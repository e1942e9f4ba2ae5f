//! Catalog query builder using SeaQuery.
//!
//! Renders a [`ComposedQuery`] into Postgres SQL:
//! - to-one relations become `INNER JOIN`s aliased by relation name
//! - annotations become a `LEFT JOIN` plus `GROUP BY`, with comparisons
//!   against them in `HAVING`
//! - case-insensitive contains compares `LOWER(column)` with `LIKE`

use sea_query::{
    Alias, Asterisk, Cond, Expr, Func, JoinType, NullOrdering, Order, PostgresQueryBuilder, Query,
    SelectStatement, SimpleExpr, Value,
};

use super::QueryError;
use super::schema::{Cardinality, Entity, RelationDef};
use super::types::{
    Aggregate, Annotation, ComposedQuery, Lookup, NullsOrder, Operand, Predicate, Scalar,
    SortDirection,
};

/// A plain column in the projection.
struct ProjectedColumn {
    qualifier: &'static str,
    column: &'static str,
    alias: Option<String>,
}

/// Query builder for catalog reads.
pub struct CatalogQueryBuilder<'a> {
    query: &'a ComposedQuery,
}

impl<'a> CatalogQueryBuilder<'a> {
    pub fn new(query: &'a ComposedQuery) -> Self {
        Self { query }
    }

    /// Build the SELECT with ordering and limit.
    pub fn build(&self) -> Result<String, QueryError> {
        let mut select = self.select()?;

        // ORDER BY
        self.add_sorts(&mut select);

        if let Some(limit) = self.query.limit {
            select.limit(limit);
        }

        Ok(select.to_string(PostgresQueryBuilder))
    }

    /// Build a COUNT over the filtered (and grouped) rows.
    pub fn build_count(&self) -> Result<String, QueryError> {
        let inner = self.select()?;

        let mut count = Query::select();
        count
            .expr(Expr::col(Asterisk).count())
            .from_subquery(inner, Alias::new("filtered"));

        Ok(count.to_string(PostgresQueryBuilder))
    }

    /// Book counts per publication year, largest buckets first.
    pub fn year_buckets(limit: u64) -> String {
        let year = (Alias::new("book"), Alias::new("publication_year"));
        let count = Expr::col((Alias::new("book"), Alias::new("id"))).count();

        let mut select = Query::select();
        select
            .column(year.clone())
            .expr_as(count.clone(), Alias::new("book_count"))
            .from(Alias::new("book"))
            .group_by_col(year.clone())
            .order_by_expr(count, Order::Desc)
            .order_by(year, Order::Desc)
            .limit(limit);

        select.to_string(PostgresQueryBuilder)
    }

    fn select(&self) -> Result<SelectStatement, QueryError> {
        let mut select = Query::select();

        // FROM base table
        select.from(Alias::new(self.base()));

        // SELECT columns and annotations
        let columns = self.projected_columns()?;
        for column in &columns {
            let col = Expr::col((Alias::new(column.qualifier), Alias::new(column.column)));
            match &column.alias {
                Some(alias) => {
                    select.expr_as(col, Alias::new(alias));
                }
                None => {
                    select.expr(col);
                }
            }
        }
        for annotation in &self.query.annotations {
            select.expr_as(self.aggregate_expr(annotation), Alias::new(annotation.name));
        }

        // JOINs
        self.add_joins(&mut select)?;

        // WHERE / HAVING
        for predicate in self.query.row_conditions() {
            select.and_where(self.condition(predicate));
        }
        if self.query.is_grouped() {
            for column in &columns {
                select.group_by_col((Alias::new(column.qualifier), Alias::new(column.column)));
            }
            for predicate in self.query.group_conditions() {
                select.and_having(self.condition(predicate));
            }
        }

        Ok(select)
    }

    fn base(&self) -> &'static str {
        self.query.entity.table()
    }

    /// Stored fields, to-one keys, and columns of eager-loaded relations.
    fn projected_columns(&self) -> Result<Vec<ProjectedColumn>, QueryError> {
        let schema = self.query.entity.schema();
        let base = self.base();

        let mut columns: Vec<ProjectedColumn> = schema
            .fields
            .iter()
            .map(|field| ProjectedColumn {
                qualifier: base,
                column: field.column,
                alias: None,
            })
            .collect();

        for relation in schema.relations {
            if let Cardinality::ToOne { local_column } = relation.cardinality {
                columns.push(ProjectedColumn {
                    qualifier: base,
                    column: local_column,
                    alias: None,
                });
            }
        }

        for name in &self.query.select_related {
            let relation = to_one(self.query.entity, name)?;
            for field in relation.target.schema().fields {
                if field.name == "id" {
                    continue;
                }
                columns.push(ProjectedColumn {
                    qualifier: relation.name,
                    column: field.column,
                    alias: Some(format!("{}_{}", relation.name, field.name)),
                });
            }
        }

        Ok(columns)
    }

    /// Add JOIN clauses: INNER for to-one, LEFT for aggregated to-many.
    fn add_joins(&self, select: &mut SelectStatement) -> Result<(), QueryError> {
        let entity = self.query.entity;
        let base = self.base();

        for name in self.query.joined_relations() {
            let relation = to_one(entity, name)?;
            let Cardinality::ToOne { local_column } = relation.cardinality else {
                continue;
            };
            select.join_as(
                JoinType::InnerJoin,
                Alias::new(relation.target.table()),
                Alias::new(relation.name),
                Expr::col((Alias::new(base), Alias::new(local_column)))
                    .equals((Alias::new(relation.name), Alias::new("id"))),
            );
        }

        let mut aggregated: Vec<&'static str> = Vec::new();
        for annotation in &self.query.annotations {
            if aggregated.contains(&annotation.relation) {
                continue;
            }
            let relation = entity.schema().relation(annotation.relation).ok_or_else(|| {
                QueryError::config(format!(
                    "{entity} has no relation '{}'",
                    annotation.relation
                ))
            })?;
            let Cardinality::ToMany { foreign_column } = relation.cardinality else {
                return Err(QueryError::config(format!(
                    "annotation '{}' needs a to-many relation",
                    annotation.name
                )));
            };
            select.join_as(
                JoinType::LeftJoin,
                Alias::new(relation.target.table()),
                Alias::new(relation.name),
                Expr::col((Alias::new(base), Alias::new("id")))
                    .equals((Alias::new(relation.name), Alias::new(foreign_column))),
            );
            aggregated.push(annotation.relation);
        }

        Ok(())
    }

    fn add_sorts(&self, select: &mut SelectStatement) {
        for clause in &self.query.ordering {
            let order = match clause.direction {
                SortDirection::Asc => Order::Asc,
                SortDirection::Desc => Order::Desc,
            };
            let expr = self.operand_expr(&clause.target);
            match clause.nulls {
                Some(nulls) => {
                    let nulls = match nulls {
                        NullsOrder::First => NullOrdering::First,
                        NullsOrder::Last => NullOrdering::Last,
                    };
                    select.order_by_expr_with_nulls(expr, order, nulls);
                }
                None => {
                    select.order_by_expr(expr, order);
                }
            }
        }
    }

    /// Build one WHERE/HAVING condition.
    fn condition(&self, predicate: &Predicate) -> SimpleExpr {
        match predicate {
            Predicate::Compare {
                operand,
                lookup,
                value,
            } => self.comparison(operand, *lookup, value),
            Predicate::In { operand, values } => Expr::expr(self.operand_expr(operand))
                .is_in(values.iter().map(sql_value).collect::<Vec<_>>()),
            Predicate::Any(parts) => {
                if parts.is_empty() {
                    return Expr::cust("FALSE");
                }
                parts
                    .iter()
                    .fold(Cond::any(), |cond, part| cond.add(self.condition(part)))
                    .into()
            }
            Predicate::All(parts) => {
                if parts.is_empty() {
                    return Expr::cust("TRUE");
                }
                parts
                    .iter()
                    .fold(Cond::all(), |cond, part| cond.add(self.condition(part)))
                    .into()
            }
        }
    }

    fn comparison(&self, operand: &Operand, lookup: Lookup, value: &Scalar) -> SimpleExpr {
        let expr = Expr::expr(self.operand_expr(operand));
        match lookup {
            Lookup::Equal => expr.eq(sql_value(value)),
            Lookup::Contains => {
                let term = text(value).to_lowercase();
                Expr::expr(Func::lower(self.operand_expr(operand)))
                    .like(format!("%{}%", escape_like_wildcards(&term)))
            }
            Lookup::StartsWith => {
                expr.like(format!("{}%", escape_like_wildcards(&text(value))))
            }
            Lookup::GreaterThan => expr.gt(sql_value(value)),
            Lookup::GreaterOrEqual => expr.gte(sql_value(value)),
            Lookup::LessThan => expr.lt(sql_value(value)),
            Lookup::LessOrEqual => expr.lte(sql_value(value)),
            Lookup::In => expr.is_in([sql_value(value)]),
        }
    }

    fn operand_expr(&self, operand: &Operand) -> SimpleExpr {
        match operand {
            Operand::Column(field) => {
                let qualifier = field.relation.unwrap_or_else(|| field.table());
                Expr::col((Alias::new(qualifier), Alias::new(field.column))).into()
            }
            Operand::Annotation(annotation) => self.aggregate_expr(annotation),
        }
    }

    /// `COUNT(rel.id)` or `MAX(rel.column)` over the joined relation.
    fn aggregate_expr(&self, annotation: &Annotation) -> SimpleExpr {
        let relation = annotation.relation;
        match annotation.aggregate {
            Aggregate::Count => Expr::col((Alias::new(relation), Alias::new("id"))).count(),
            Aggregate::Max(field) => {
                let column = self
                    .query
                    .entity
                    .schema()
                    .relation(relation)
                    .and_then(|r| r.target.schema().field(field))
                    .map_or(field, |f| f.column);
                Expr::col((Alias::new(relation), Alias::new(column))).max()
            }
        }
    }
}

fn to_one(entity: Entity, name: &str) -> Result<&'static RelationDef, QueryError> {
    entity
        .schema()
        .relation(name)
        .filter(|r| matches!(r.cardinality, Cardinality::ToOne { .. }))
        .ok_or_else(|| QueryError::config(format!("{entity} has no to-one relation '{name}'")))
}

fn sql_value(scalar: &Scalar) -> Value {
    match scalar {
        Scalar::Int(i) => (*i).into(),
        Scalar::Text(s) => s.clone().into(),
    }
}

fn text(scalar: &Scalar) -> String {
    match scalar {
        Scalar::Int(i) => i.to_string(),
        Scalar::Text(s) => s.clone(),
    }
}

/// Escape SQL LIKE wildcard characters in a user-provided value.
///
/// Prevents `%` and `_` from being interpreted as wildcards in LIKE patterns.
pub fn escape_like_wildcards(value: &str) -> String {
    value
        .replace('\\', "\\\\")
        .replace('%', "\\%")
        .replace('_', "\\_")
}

════════════════

• [Task prompt] Looking at the entries above, count each line that includes the string "PostgresQueryBuilder" and give only the total.

• [Exercise answer] 4